### Dataset records
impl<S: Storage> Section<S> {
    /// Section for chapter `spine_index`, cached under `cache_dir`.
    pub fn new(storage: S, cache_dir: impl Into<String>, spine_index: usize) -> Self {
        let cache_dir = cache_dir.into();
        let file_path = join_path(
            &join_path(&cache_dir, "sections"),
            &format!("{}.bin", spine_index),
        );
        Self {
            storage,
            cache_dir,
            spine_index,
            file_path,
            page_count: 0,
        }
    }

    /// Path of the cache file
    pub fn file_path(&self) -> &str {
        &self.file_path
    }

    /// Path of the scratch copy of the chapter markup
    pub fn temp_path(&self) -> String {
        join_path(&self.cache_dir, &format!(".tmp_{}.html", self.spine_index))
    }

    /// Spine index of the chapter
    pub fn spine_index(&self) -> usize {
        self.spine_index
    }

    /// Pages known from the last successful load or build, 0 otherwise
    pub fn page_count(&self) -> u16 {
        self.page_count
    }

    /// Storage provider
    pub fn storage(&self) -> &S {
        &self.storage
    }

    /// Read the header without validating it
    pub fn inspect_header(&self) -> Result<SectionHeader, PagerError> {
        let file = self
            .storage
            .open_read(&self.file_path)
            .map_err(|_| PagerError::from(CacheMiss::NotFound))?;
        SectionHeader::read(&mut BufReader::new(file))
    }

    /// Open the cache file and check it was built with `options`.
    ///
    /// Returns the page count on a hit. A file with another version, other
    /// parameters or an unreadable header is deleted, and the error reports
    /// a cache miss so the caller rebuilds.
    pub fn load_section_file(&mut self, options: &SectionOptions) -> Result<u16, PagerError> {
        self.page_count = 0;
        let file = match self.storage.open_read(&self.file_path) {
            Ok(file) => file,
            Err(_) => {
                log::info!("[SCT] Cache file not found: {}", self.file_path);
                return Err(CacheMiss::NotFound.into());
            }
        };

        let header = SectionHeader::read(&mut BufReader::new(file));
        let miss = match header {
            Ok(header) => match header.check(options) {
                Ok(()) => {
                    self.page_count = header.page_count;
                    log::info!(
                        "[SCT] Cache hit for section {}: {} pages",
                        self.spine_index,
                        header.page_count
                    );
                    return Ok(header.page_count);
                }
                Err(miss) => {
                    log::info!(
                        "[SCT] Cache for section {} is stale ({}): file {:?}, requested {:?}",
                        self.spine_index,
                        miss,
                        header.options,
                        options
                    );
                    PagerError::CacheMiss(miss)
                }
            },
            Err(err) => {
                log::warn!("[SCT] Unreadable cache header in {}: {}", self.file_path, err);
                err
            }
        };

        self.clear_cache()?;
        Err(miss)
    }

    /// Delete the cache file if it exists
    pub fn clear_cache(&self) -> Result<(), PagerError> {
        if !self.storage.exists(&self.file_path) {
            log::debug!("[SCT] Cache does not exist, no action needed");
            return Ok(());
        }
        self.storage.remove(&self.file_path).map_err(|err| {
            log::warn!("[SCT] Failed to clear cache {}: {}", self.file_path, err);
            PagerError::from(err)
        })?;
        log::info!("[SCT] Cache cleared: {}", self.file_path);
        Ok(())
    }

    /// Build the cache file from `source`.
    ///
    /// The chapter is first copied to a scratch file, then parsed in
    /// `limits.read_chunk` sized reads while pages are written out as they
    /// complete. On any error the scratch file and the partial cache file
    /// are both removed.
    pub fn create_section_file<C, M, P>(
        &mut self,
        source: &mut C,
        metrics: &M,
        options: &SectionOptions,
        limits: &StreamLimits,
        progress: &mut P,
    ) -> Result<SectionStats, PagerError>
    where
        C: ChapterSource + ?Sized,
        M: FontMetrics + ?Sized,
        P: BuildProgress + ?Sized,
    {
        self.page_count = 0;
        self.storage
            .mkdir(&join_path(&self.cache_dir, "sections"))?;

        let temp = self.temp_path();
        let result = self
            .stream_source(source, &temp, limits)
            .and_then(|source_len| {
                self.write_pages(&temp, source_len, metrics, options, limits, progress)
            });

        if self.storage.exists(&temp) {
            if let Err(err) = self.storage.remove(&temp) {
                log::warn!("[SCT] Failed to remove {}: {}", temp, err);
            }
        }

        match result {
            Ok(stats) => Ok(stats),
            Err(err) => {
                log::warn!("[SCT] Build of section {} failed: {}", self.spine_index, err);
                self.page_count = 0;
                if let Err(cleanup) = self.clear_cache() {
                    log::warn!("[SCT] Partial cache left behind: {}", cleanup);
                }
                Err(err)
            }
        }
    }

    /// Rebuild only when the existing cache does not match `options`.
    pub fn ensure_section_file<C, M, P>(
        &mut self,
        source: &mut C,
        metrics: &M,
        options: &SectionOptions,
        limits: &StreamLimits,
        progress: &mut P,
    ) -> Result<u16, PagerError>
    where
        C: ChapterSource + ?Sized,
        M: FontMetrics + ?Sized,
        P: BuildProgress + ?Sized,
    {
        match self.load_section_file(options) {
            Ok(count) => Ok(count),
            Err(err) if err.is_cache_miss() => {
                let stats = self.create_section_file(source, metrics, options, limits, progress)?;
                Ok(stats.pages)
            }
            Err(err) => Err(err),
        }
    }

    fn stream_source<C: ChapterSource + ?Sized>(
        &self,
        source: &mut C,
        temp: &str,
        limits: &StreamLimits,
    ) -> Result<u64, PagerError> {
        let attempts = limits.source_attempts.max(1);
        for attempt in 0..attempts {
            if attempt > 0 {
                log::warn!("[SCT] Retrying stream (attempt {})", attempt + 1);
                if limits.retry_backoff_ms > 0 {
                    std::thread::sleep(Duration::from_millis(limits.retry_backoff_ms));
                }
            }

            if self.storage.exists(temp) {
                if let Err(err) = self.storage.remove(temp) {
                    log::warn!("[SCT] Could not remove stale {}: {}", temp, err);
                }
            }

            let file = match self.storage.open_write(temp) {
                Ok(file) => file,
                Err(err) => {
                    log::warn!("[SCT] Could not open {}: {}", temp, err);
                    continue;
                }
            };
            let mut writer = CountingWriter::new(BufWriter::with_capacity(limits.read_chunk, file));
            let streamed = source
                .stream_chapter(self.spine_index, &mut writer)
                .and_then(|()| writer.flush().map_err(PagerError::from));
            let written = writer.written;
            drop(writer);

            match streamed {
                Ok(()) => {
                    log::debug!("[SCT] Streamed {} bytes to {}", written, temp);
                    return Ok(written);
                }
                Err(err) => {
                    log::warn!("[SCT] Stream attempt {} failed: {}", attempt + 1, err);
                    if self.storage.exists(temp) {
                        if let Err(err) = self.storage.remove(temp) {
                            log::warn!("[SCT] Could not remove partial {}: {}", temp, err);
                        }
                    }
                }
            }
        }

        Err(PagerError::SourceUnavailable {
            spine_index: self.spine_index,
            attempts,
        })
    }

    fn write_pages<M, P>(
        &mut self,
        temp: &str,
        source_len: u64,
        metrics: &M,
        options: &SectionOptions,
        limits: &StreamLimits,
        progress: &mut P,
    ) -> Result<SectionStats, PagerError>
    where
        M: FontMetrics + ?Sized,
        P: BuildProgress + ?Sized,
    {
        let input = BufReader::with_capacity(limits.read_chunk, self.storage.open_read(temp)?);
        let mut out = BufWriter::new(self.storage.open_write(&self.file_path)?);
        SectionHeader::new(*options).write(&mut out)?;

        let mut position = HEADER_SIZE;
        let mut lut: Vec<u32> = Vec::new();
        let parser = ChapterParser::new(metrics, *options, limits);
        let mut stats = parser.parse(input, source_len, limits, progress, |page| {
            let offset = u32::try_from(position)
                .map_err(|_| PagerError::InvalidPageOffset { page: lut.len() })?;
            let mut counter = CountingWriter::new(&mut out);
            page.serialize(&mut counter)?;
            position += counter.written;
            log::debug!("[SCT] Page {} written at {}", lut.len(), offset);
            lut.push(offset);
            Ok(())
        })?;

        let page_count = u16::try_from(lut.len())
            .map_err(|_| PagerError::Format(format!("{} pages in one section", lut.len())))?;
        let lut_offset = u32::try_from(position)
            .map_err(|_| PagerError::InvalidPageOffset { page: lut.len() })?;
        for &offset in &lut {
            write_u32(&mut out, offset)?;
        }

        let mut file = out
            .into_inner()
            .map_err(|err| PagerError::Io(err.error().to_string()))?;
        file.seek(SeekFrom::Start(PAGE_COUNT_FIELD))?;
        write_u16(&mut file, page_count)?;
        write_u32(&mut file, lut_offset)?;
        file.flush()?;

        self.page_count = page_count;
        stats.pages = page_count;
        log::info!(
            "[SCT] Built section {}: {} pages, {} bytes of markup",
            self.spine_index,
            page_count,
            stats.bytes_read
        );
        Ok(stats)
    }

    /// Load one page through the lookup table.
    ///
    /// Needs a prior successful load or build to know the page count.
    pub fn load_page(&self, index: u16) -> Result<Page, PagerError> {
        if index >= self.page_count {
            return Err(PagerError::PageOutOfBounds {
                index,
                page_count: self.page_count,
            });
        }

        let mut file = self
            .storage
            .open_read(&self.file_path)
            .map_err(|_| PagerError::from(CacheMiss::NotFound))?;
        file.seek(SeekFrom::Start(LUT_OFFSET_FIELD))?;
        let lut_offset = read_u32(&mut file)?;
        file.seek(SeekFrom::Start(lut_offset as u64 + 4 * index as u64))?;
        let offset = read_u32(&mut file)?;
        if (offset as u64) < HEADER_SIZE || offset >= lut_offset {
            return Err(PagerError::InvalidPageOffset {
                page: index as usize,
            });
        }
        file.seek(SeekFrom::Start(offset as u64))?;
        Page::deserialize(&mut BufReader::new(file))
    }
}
######
Copy the records above faithfully. Begin at their first line, end at the line containing "pub fn temp_path(&self)", and include nothing else.

> _Task solution_
impl<S: Storage> Section<S> {
    /// Section for chapter `spine_index`, cached under `cache_dir`.
    pub fn new(storage: S, cache_dir: impl Into<String>, spine_index: usize) -> Self {
        let cache_dir = cache_dir.into();
        let file_path = join_path(
            &join_path(&cache_dir, "sections"),
            &format!("{}.bin", spine_index),
        );
        Self {
            storage,
            cache_dir,
            spine_index,
            file_path,
            page_count: 0,
        }
    }

    /// Path of the cache file
    pub fn file_path(&self) -> &str {
        &self.file_path
    }

    /// Path of the scratch copy of the chapter markup
    pub fn temp_path(&self) -> String {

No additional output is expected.